СУДЬЯ. Стадо, вы говорите, осталось у вас без присмотра?
ГОРОДОВОЙ. Никак нет-с, у стада остался его работник.
ПАРЕНЬ. Я, ей-ей, и не думал лошадь трогать. Это ему просто померещилось.
МАЛЬЧИК. Я тоже видел, как извозчик дернул.
ГОРОДОВОЙ (мужичку). Отчего ж ты извозчика-то не задержал?
МУЖИЧОК (указывает на парня). Потому, вот он причина, а не кто другой.
ПАРЕНЬ. А присягни, что я лошадь дернул, и я тебе сейчас же плачу рубь.
ГОРОДОВОЙ. Именно присягни. (Судье.) Он, парень-то, еще идучи сюда, предлагал ему кончить так.
МУЖИЧОК (парню). Нет, ты присягни, что не дергал, и я тебя прощаю.
ГОРОДОВОЙ. Ведь ты обвиняешь — ты и присягай.
ПАРЕНЬ. Ну да, присягай, присягай же, ежели чувствуешь себя правым.
МУЖИЧОК. За рубь-то?
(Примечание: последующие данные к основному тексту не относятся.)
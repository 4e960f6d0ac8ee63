//! Terminal renderer using crossterm
//!
//! Draws the shell as a title row, the transcript viewport and a prompt line.

use std::io::{self, Write};
use std::time::Instant;

use crossterm::{
    cursor::{Hide, MoveTo, Show},
    execute, queue,
    style::{Attribute, Print, ResetColor, SetAttribute, SetForegroundColor},
    terminal::{
        self, Clear, ClearType, DisableLineWrap, EnableLineWrap, EnterAlternateScreen,
        LeaveAlternateScreen,
    },
};
use unicode_width::{UnicodeWidthChar, UnicodeWidthStr};

use crate::config::Theme;
use crate::shell::SessionShell;
use crate::ui::input::InputLine;

const PROMPT: &str = "💭 You: ";
const SPINNER_FRAMES: [&str; 10] = ["⠋", "⠙", "⠹", "⠸", "⠼", "⠴", "⠦", "⠧", "⠇", "⠏"];
const SPINNER_FRAME_MS: u128 = 80;

/// Rows used by everything except the transcript
const CHROME_ROWS: u16 = 4;

/// Terminal renderer
pub struct Renderer {
    theme: Theme,
    title: String,
    /// Whether the terminal has been initialized
    initialized: bool,
    /// Spinner clock
    started: Instant,
}

impl Renderer {
    pub fn new(title: impl Into<String>, theme: Theme) -> Self {
        Self {
            theme,
            title: title.into(),
            initialized: false,
            started: Instant::now(),
        }
    }

    /// Initialize the terminal for rendering
    pub fn init(&mut self) -> io::Result<()> {
        terminal::enable_raw_mode()?;

        let mut stdout = io::stdout();
        execute!(
            stdout,
            EnterAlternateScreen,
            DisableLineWrap,
            Clear(ClearType::All),
            MoveTo(0, 0)
        )?;

        stdout.flush()?;
        self.initialized = true;
        Ok(())
    }

    /// Cleanup the terminal
    pub fn cleanup(&mut self) -> io::Result<()> {
        if !self.initialized {
            return Ok(());
        }
        self.initialized = false;

        let mut stdout = io::stdout();

        let _ = execute!(stdout, ResetColor, SetAttribute(Attribute::Reset));
        let _ = execute!(stdout, Show);
        let _ = execute!(stdout, EnableLineWrap);
        let _ = execute!(stdout, LeaveAlternateScreen);
        let _ = stdout.flush();

        // Disable raw mode - this is the most important part
        terminal::disable_raw_mode()?;

        Ok(())
    }

    /// Draw the whole frame
    pub fn render(&mut self, shell: &SessionShell, input: &InputLine) -> io::Result<()> {
        let (cols, rows) = Self::size()?;
        let width = cols as usize;

        let stdout = io::stdout();
        let mut stdout = io::BufWriter::with_capacity(65536, stdout.lock());

        // Begin synchronized update (reduces flicker)
        write!(stdout, "\x1b[?2026h")?;
        queue!(stdout, Hide, Clear(ClearType::All))?;

        // Title
        let title = format!("🧠 {}", self.title);
        queue!(
            stdout,
            MoveTo(0, 0),
            SetForegroundColor(self.theme.title.to_crossterm()),
            Print(truncate_to_width(&title, width)),
            ResetColor
        )?;

        // Transcript viewport
        let height = rows.saturating_sub(CHROME_ROWS).max(1) as usize;
        let mut lines: Vec<(String, Option<crossterm::style::Color>)> = shell
            .snapshot()
            .iter()
            .map(|line| (sanitize(line), None))
            .collect();
        if let Some(e) = shell.spawn_error() {
            lines.push((format!("⚠ {}", e), Some(self.theme.error.to_crossterm())));
        }

        let start = lines.len().saturating_sub(height);
        for (i, (text, color)) in lines[start..].iter().enumerate() {
            queue!(stdout, MoveTo(0, 2 + i as u16))?;
            if let Some(color) = color {
                queue!(stdout, SetForegroundColor(*color))?;
            }
            queue!(stdout, Print(truncate_to_width(text, width)), ResetColor)?;
        }

        // Prompt line
        let prompt_row = rows.saturating_sub(1);
        queue!(
            stdout,
            MoveTo(0, prompt_row),
            SetForegroundColor(self.theme.prompt.to_crossterm()),
            Print(PROMPT),
            ResetColor
        )?;
        let prompt_width = PROMPT.width();
        let room = width.saturating_sub(prompt_width);
        queue!(stdout, Print(truncate_to_width(input.value(), room)))?;

        let used = prompt_width + input.value().width();
        if shell.is_busy() {
            let status = format!(" {} Sending", self.spinner_frame());
            if used + status.width() <= width {
                queue!(
                    stdout,
                    SetForegroundColor(self.theme.busy.to_crossterm()),
                    Print(status),
                    ResetColor
                )?;
            }
        } else if shell.is_terminated() {
            let status = " (backend not running, Esc to quit)";
            if used + status.width() <= width {
                queue!(
                    stdout,
                    SetForegroundColor(self.theme.sentinel.to_crossterm()),
                    Print(status),
                    ResetColor
                )?;
            }
        }

        let cursor_col = (prompt_width + input.cursor_width()).min(width.saturating_sub(1));
        queue!(stdout, MoveTo(cursor_col as u16, prompt_row), Show)?;

        // End synchronized update
        write!(stdout, "\x1b[?2026l")?;
        stdout.flush()
    }

    fn spinner_frame(&self) -> &'static str {
        let idx = (self.started.elapsed().as_millis() / SPINNER_FRAME_MS) as usize;
        SPINNER_FRAMES[idx % SPINNER_FRAMES.len()]
    }

    /// Get terminal size
    pub fn size() -> io::Result<(u16, u16)> {
        terminal::size()
    }
}

impl Drop for Renderer {
    fn drop(&mut self) {
        let _ = self.cleanup();
    }
}

/// Cut `text` to at most `width` display columns
pub fn truncate_to_width(text: &str, width: usize) -> String {
    let mut out = String::new();
    let mut used = 0;
    for ch in text.chars() {
        let w = ch.width().unwrap_or(0);
        if used + w > width {
            break;
        }
        used += w;
        out.push(ch);
    }
    out
}

/// Make backend output safe to print on one row.
///
/// Tabs become spaces. CSI and OSC sequences, two-character escapes
/// and other control characters are dropped.
pub fn sanitize(line: &str) -> String {
    let mut out = String::with_capacity(line.len());
    let mut chars = line.chars().peekable();
    while let Some(ch) = chars.next() {
        match ch {
            '\t' => out.push_str("    "),
            '\x1b' => match chars.next() {
                // CSI: parameters until the final byte
                Some('[') => {
                    for c in chars.by_ref() {
                        if ('\x40'..='\x7e').contains(&c) {
                            break;
                        }
                    }
                }
                // OSC: until BEL or ST (ESC \)
                Some(']') => {
                    while let Some(c) = chars.next() {
                        if c == '\x07' {
                            break;
                        }
                        if c == '\x1b' {
                            if chars.peek() == Some(&'\\') {
                                chars.next();
                            }
                            break;
                        }
                    }
                }
                // Two-character escape, e.g. ESC 7 / ESC =
                _ => {}
            },
            c if c.is_control() => {}
            c => out.push(c),
        }
    }
    out
}
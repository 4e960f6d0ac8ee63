//! In-memory process double for session and shell tests

use std::cell::RefCell;
use std::collections::VecDeque;
use std::io;
use std::rc::Rc;

use super::process::{Channel, ProcessEvent, ProcessFactory, ProcessHandle, SpawnError};

#[derive(Default)]
struct FakeState {
    events: VecDeque<ProcessEvent>,
    written: Vec<u8>,
    kills: usize,
    fail_writes: bool,
    fail_kills: bool,
}

/// Test-side controller for a fake process
#[derive(Clone, Default)]
pub struct FakeProcess {
    state: Rc<RefCell<FakeState>>,
}

impl FakeProcess {
    pub fn emit(&self, channel: Channel, text: &str) {
        self.emit_bytes(channel, text.as_bytes());
    }

    pub fn emit_bytes(&self, channel: Channel, bytes: &[u8]) {
        self.state.borrow_mut().events.push_back(ProcessEvent::Output {
            channel,
            bytes: bytes.to_vec(),
        });
    }

    pub fn exit(&self, code: Option<i32>) {
        self.state
            .borrow_mut()
            .events
            .push_back(ProcessEvent::Exited { code });
    }

    /// Everything written to stdin so far
    pub fn written(&self) -> String {
        String::from_utf8_lossy(&self.state.borrow().written).into_owned()
    }

    pub fn kill_count(&self) -> usize {
        self.state.borrow().kills
    }

    pub fn fail_writes(&self) {
        self.state.borrow_mut().fail_writes = true;
    }

    pub fn fail_kills(&self) {
        self.state.borrow_mut().fail_kills = true;
    }
}

impl ProcessHandle for FakeProcess {
    fn write(&mut self, data: &[u8]) -> io::Result<()> {
        let mut state = self.state.borrow_mut();
        if state.fail_writes {
            return Err(io::Error::new(io::ErrorKind::BrokenPipe, "fake broken pipe"));
        }
        state.written.extend_from_slice(data);
        Ok(())
    }

    fn try_event(&mut self) -> Option<ProcessEvent> {
        self.state.borrow_mut().events.pop_front()
    }

    fn kill(&mut self) -> io::Result<()> {
        let mut state = self.state.borrow_mut();
        state.kills += 1;
        if state.fail_kills {
            return Err(io::Error::new(io::ErrorKind::Other, "fake kill failure"));
        }
        Ok(())
    }
}

/// Factory handing out a single shared [`FakeProcess`]
pub struct FakeFactory {
    process: FakeProcess,
    fail: bool,
    spawns: usize,
}

impl FakeFactory {
    pub fn new() -> Self {
        Self {
            process: FakeProcess::default(),
            fail: false,
            spawns: 0,
        }
    }

    /// A factory whose spawn always fails with `NotFound`
    pub fn failing() -> Self {
        Self {
            fail: true,
            ..Self::new()
        }
    }

    /// Controller for the process this factory spawns
    pub fn process(&self) -> FakeProcess {
        self.process.clone()
    }

    pub fn spawn_count(&self) -> usize {
        self.spawns
    }
}

impl ProcessFactory for FakeFactory {
    fn spawn(&mut self) -> Result<Box<dyn ProcessHandle>, SpawnError> {
        self.spawns += 1;
        if self.fail {
            return Err(SpawnError::NotFound {
                program: "fake".to_string(),
            });
        }
        Ok(Box::new(self.process.clone()))
    }
}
Давай два, так и быть присягну.
В публике смех.
ГОРОДОВОЙ. Присягать, так за рубь присягай! А то еще два ему подай. Ишь какой ловкий!
ПАРЕНЬ. Рубь плачу — ну и присягай.
МУЖИЧОК. Сам присягай. Больно ты, брат, уж прыток-то.
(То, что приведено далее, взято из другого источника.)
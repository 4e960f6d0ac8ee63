//! Child process boundary
//!
//! The session talks to its backend only through [`ProcessHandle`], which is
//! produced by a [`ProcessFactory`]. The real implementation spawns the
//! program with all three standard streams piped and pumps its output from
//! background reader threads.

use std::io::{self, Read, Write};
use std::process::{Child, ChildStdin, Command, Stdio};
use std::sync::mpsc::{self, Receiver, Sender, TryRecvError};
use std::sync::{Arc, Mutex};
use std::thread::{self, JoinHandle};
use std::time::Duration;

use thiserror::Error;
use tracing::{debug, info};

#[derive(Error, Debug)]
pub enum SpawnError {
    #[error("Command not found: {program}")]
    NotFound { program: String },

    #[error("Failed to spawn {program}: {source}")]
    Io {
        program: String,
        #[source]
        source: io::Error,
    },

    #[error("Child process has no {0} pipe")]
    MissingPipe(&'static str),
}

/// Output channel of the child process
#[derive(Debug, Clone, Copy, PartialEq, Eq)]
pub enum Channel {
    Stdout,
    Stderr,
}

/// Something the child process did
#[derive(Debug, Clone, PartialEq, Eq)]
pub enum ProcessEvent {
    /// Raw bytes read from one output channel
    Output { channel: Channel, bytes: Vec<u8> },
    /// The process exited and both output channels are drained
    Exited { code: Option<i32> },
}

/// Handle to a running child process
pub trait ProcessHandle {
    /// Write bytes to the child's stdin
    fn write(&mut self, data: &[u8]) -> io::Result<()>;

    /// Next pending event, without blocking
    fn try_event(&mut self) -> Option<ProcessEvent>;

    /// Ask the process to terminate
    fn kill(&mut self) -> io::Result<()>;
}

/// Creates the process handle for a session
pub trait ProcessFactory {
    fn spawn(&mut self) -> Result<Box<dyn ProcessHandle>, SpawnError>;
}

/// Spawns a program with piped stdin/stdout/stderr
#[derive(Debug, Clone)]
pub struct PipeSpawner {
    program: String,
    args: Vec<String>,
}

impl PipeSpawner {
    pub fn new(program: impl Into<String>, args: Vec<String>) -> Self {
        Self {
            program: program.into(),
            args,
        }
    }
}

impl ProcessFactory for PipeSpawner {
    fn spawn(&mut self) -> Result<Box<dyn ProcessHandle>, SpawnError> {
        let child = ChildProcess::spawn(&self.program, &self.args)?;
        Ok(Box::new(child))
    }
}

/// Interval between exit checks once both output pipes are closed
const EXIT_POLL_INTERVAL: Duration = Duration::from_millis(20);

/// A child process connected through pipes
pub struct ChildProcess {
    child: Arc<Mutex<Child>>,
    /// Queue feeding the stdin writer thread
    stdin: Option<Sender<Vec<u8>>>,
    events: Receiver<ProcessEvent>,
    #[allow(dead_code)]
    waiter: JoinHandle<()>,
}

impl ChildProcess {
    /// Spawn `program` with `args`, piping all standard streams
    pub fn spawn(program: &str, args: &[String]) -> Result<Self, SpawnError> {
        let mut child = Command::new(program)
            .args(args)
            .stdin(Stdio::piped())
            .stdout(Stdio::piped())
            .stderr(Stdio::piped())
            .spawn()
            .map_err(|source| match source.kind() {
                io::ErrorKind::NotFound => SpawnError::NotFound {
                    program: program.to_string(),
                },
                _ => SpawnError::Io {
                    program: program.to_string(),
                    source,
                },
            })?;

        let stdin = child.stdin.take();
        let stdout = child.stdout.take();
        let stderr = child.stderr.take();
        let (stdin, stdout, stderr) = match (stdin, stdout, stderr) {
            (Some(i), Some(o), Some(e)) => (i, o, e),
            (None, _, _) => return Err(reap(child, SpawnError::MissingPipe("stdin"))),
            (_, None, _) => return Err(reap(child, SpawnError::MissingPipe("stdout"))),
            (_, _, None) => return Err(reap(child, SpawnError::MissingPipe("stderr"))),
        };

        info!("Spawned {} (pid {})", program, child.id());

        let (tx, rx) = mpsc::channel::<ProcessEvent>();
        let readers = vec![
            spawn_reader(stdout, Channel::Stdout, tx.clone()),
            spawn_reader(stderr, Channel::Stderr, tx.clone()),
        ];

        let child = Arc::new(Mutex::new(child));
        let waiter = spawn_waiter(child.clone(), readers, tx);
        let stdin = spawn_writer(stdin);

        Ok(Self {
            child,
            stdin: Some(stdin),
            events: rx,
            waiter,
        })
    }
}

impl ProcessHandle for ChildProcess {
    /// Queue bytes for the writer thread; never blocks on the pipe
    fn write(&mut self, data: &[u8]) -> io::Result<()> {
        let closed = || io::Error::new(io::ErrorKind::BrokenPipe, "stdin closed");
        match self.stdin.as_ref() {
            Some(stdin) => stdin.send(data.to_vec()).map_err(|_| closed()),
            None => Err(closed()),
        }
    }

    fn try_event(&mut self) -> Option<ProcessEvent> {
        match self.events.try_recv() {
            Ok(event) => Some(event),
            Err(TryRecvError::Empty) | Err(TryRecvError::Disconnected) => None,
        }
    }

    fn kill(&mut self) -> io::Result<()> {
        // Writer thread closes stdin once its queue is drained
        self.stdin = None;
        let mut child = self
            .child
            .lock()
            .map_err(|_| io::Error::new(io::ErrorKind::Other, "child lock poisoned"))?;
        child.kill()
    }
}

impl Drop for ChildProcess {
    fn drop(&mut self) {
        self.stdin = None;
        if let Ok(mut child) = self.child.lock() {
            if let Ok(None) = child.try_wait() {
                let _ = child.kill();
            }
        }
    }
}

/// Kill and reap a half-initialized child, passing the error through
fn reap(mut child: Child, err: SpawnError) -> SpawnError {
    let _ = child.kill();
    let _ = child.wait();
    err
}

/// Drain queued input into the child's stdin, in submission order.
///
/// Ends when the sender is dropped or the pipe breaks; either way the
/// `ChildStdin` is dropped so the child sees EOF.
fn spawn_writer(mut stdin: ChildStdin) -> Sender<Vec<u8>> {
    let (tx, rx) = mpsc::channel::<Vec<u8>>();
    thread::spawn(move || {
        for data in rx {
            if let Err(e) = stdin.write_all(&data).and_then(|_| stdin.flush()) {
                debug!("stdin write failed: {}", e);
                break;
            }
        }
    });
    tx
}

/// Read one output pipe until EOF, forwarding chunks in order
fn spawn_reader<R>(mut pipe: R, channel: Channel, tx: Sender<ProcessEvent>) -> JoinHandle<()>
where
    R: Read + Send + 'static,
{
    thread::spawn(move || {
        let mut buffer = vec![0u8; 4096];

        loop {
            match pipe.read(&mut buffer) {
                Ok(0) => break,
                Ok(n) => {
                    let event = ProcessEvent::Output {
                        channel,
                        bytes: buffer[..n].to_vec(),
                    };
                    if tx.send(event).is_err() {
                        // Receiver gone, session was dropped
                        break;
                    }
                }
                Err(e) if e.kind() == io::ErrorKind::Interrupted => continue,
                Err(e) => {
                    debug!("{:?} read failed: {}", channel, e);
                    break;
                }
            }
        }
    })
}

/// Wait for both readers to hit EOF, then for the process to exit.
///
/// `Exited` is sent last so every output chunk is already queued ahead of it.
fn spawn_waiter(
    child: Arc<Mutex<Child>>,
    readers: Vec<JoinHandle<()>>,
    tx: Sender<ProcessEvent>,
) -> JoinHandle<()> {
    thread::spawn(move || {
        for reader in readers {
            let _ = reader.join();
        }

        let code = loop {
            let status = match child.lock() {
                Ok(mut child) => child.try_wait(),
                Err(_) => break None,
            };
            match status {
                Ok(Some(status)) => break status.code(),
                Ok(None) => thread::sleep(EXIT_POLL_INTERVAL),
                Err(e) => {
                    debug!("try_wait failed: {}", e);
                    break None;
                }
            }
        };

        info!("Child exited with code {:?}", code);
        let _ = tx.send(ProcessEvent::Exited { code });
    })
}
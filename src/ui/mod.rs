//! User interface rendering and input handling.
//!
//! - **renderer**: crossterm frame for the shell (title, transcript, prompt)
//! - **input**: single-line prompt editor

pub mod input;
pub mod renderer;

pub use input::{InputAction, InputLine};
pub use renderer::Renderer;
ГОРОДОВОЙ. Ты, значит, не прав, когда отнекиваешься.
МУЖИЧОК. Я отнекиваюсь? Присягаю!
СУДЬЯ (парню). А вы не согласитесь ли, чтоб он просто побожился здесь на крест, потому что покуда пошлем к священнику, пройдет немало времени, а у него стадо гусей не на своем месте, и он в самом деле может понести от этого убыток.
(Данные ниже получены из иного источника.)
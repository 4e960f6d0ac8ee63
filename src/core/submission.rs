//! Submission busy indicator
//!
//! `Idle --submit--> Busy --(delay)--> Idle`. The delay is a fixed debounce,
//! not a measure of when the backend actually answered.

use std::collections::VecDeque;
use std::time::{Duration, Instant};

/// Default time the busy indicator stays up after a submission
pub const DEFAULT_BUSY_DELAY: Duration = Duration::from_millis(100);

#[derive(Debug, Clone, Copy, PartialEq, Eq)]
pub enum SubmissionState {
    Idle,
    Busy,
}

/// A reset scheduled by one submission
#[derive(Debug, Clone, Copy)]
struct PendingReset {
    token: u64,
    deadline: Instant,
}

/// Tracks the Busy/Idle state across submissions.
///
/// Every submission schedules its own reset, but only the reset belonging to
/// the most recent submission may clear `Busy`. An earlier reset firing
/// during a later submission's window is ignored.
#[derive(Debug)]
pub struct SubmissionController {
    state: SubmissionState,
    delay: Duration,
    /// Token of the latest submission
    latest: u64,
    /// Scheduled resets, in deadline order
    resets: VecDeque<PendingReset>,
}

impl Default for SubmissionController {
    fn default() -> Self {
        Self::new(DEFAULT_BUSY_DELAY)
    }
}

impl SubmissionController {
    pub fn new(delay: Duration) -> Self {
        Self {
            state: SubmissionState::Idle,
            delay,
            latest: 0,
            resets: VecDeque::new(),
        }
    }

    /// Mark a submission at `now`; returns its token
    pub fn submit(&mut self, now: Instant) -> u64 {
        self.latest += 1;
        self.state = SubmissionState::Busy;
        // Delay is fixed, so deadlines arrive already sorted
        self.resets.push_back(PendingReset {
            token: self.latest,
            deadline: now + self.delay,
        });
        self.latest
    }

    /// Fire every reset due at `now`. Returns true if the state changed.
    pub fn tick(&mut self, now: Instant) -> bool {
        let before = self.state;
        while let Some(reset) = self.resets.front().copied() {
            if reset.deadline > now {
                break;
            }
            self.resets.pop_front();
            if reset.token == self.latest {
                self.state = SubmissionState::Idle;
            }
        }
        before != self.state
    }

    /// Earliest scheduled reset, if any
    pub fn next_deadline(&self) -> Option<Instant> {
        self.resets.front().map(|r| r.deadline)
    }

    pub fn state(&self) -> SubmissionState {
        self.state
    }

    pub fn is_busy(&self) -> bool {
        self.state == SubmissionState::Busy
    }

    #[allow(dead_code)]
    pub fn delay(&self) -> Duration {
        self.delay
    }
}
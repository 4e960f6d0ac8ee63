//! Single-line input editor
//!
//! Turns crossterm key events into edits of the prompt line.

use crossterm::event::{KeyCode, KeyEvent, KeyModifiers};
use unicode_width::UnicodeWidthStr;

/// What a key press asked for
#[derive(Debug, Clone, PartialEq, Eq)]
pub enum InputAction {
    /// Nothing visible happened
    None,
    /// Buffer or cursor changed
    Edited,
    /// Enter pressed; the committed text, buffer already cleared
    Submit(String),
    /// User asked to leave
    Quit,
}

/// Prompt line with a character cursor
#[derive(Debug, Default)]
pub struct InputLine {
    buffer: String,
    /// Cursor position in chars
    cursor: usize,
}

impl InputLine {
    pub fn new() -> Self {
        Self::default()
    }

    pub fn value(&self) -> &str {
        &self.buffer
    }

    /// Display columns before the cursor
    pub fn cursor_width(&self) -> usize {
        self.buffer[..self.byte_index(self.cursor)].width()
    }

    /// Take the current value, leaving the line empty
    pub fn take(&mut self) -> String {
        self.cursor = 0;
        std::mem::take(&mut self.buffer)
    }

    pub fn handle_key(&mut self, key: &KeyEvent) -> InputAction {
        let ctrl = key.modifiers.contains(KeyModifiers::CONTROL);

        match key.code {
            KeyCode::Esc => InputAction::Quit,
            KeyCode::Char('c') if ctrl => InputAction::Quit,
            KeyCode::Char('d') if ctrl && self.buffer.is_empty() => InputAction::Quit,
            KeyCode::Char('u') if ctrl => {
                self.take();
                InputAction::Edited
            }
            KeyCode::Char('a') if ctrl => self.move_to(0),
            KeyCode::Char('e') if ctrl => self.move_to(self.len()),
            KeyCode::Enter => InputAction::Submit(self.take()),
            KeyCode::Char(ch) if !ctrl => {
                let at = self.byte_index(self.cursor);
                self.buffer.insert(at, ch);
                self.cursor += 1;
                InputAction::Edited
            }
            KeyCode::Backspace => {
                if self.cursor == 0 {
                    return InputAction::None;
                }
                self.cursor -= 1;
                let at = self.byte_index(self.cursor);
                self.buffer.remove(at);
                InputAction::Edited
            }
            KeyCode::Delete => {
                if self.cursor >= self.len() {
                    return InputAction::None;
                }
                let at = self.byte_index(self.cursor);
                self.buffer.remove(at);
                InputAction::Edited
            }
            KeyCode::Left => self.move_to(self.cursor.saturating_sub(1)),
            KeyCode::Right => self.move_to((self.cursor + 1).min(self.len())),
            KeyCode::Home => self.move_to(0),
            KeyCode::End => self.move_to(self.len()),
            _ => InputAction::None,
        }
    }

    fn move_to(&mut self, pos: usize) -> InputAction {
        if pos == self.cursor {
            return InputAction::None;
        }
        self.cursor = pos;
        InputAction::Edited
    }

    fn len(&self) -> usize {
        self.buffer.chars().count()
    }

    fn byte_index(&self, char_pos: usize) -> usize {
        self.buffer
            .char_indices()
            .nth(char_pos)
            .map(|(i, _)| i)
            .unwrap_or(self.buffer.len())
    }
}

#[cfg(test)]
mod tests {
    use super::*;

    fn key(code: KeyCode) -> KeyEvent {
        KeyEvent::new(code, KeyModifiers::NONE)
    }

    fn ctrl(ch: char) -> KeyEvent {
        KeyEvent::new(KeyCode::Char(ch), KeyModifiers::CONTROL)
    }

    fn type_str(input: &mut InputLine, text: &str) {
        for ch in text.chars() {
            input.handle_key(&key(KeyCode::Char(ch)));
        }
    }

    #[test]
    fn test_type_and_submit() {
        let mut input = InputLine::new();
        type_str(&mut input, "hello");
        assert_eq!(input.value(), "hello");

        assert_eq!(
            input.handle_key(&key(KeyCode::Enter)),
            InputAction::Submit("hello".to_string())
        );
        assert_eq!(input.value(), "");
        assert_eq!(input.cursor_width(), 0);
    }

    #[test]
    fn test_cursor_editing() {
        let mut input = InputLine::new();
        type_str(&mut input, "ac");
        input.handle_key(&key(KeyCode::Left));
        type_str(&mut input, "b");
        assert_eq!(input.value(), "abc");

        input.handle_key(&key(KeyCode::Home));
        assert_eq!(input.handle_key(&key(KeyCode::Backspace)), InputAction::None);
        input.handle_key(&key(KeyCode::Delete));
        assert_eq!(input.value(), "bc");

        input.handle_key(&key(KeyCode::End));
        input.handle_key(&key(KeyCode::Backspace));
        assert_eq!(input.value(), "b");
    }

    #[test]
    fn test_wide_chars() {
        let mut input = InputLine::new();
        type_str(&mut input, "日本");
        assert_eq!(input.cursor_width(), 4);
        input.handle_key(&key(KeyCode::Backspace));
        assert_eq!(input.value(), "日");
    }

    #[test]
    fn test_control_keys() {
        let mut input = InputLine::new();
        assert_eq!(input.handle_key(&ctrl('d')), InputAction::Quit);

        type_str(&mut input, "text");
        assert_eq!(input.handle_key(&ctrl('d')), InputAction::None);
        assert_eq!(input.handle_key(&ctrl('u')), InputAction::Edited);
        assert_eq!(input.value(), "");

        assert_eq!(input.handle_key(&ctrl('c')), InputAction::Quit);
        assert_eq!(input.handle_key(&key(KeyCode::Esc)), InputAction::Quit);
    }
}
ПАРЕНЬ. Ну, пусть крестится.
МУЖИЧОК. Ладно, перекрещусь. (К судье.) Как прикажете креститься-то?
СУДЬЯ. Да как обыкновенно русский человек крестится, так и вы теперь перекреститесь на образа.
МУЖИЧОК (крестится). Чтоб мне всего стада не взвидеть, ежели я неправду говорю… Будет?
ГОРОДОВОЙ. Нет, ты перекрестись на семью, на детей.
СУДЬЯ. Довольно и так.
Из публики тоже слышатся голоса против божбы семьей.
ПАРЕНЬ. На вот тебе рубь, а гуся-то сюда подавай.
Мужичок берет рубль, парень — гуся за горло, и оба выходят из зала суда, сопровождаемые смехом публики.
Купеческая спесь
Перед мировым судьей 6-го участка Санкт-Петербурга летом 1867 года предстали купцы отец и сын Екимовы и два деревенских мальчика, находившиеся в услужении в их лавке, — Гузин и Кузьмин. Мальчики жалуются на нанесенные им хозяевами побои.
СУДЬЯ (Гузину). Расскажите, как все случилось.
ГУЗИН. Хозяин-сын послал меня за чаем и ситным. Я принес. Ты, говорит он, скрал ситный, подавай еще. Сколько дали, отвечаю, на три копейки, столько и принес, а больше у меня нет ни крошки. Он говорит, я покажу тебе, сколько дали. Да как хватит меня с размаху по уху и почал душить, бить, расквасил мне нос, губы в кровь. Даже вся грудь рубахи была в крови. Нос и губы живо вздулись, распухли. Это и доктор описал. (Подает свидетельство.)
СУДЬЯ. Так вас избил сын, а вас, Кузьмин, отец?
ЕКИМОВ-ОТЕЦ (прохаживаясь взад и вперед). Врешь, поганец, никто тебя не трогал и пальцем!
СУДЬЯ. Извольте прежде всего остановиться, а не прохаживаться здесь. А потом воздержаться от таких грубых непристойных выражений.
ЕКИМОВ-ОТЕЦ. Да как же он смеет врать на своих хозяев? Их поишь, кормишь, и они тебя же обкрадывают. Все ребра им переломать надо, не токмо что…
СУДЬЯ. Если у вас что украли, можете жаловаться, но бить, самоуправствовать — нельзя.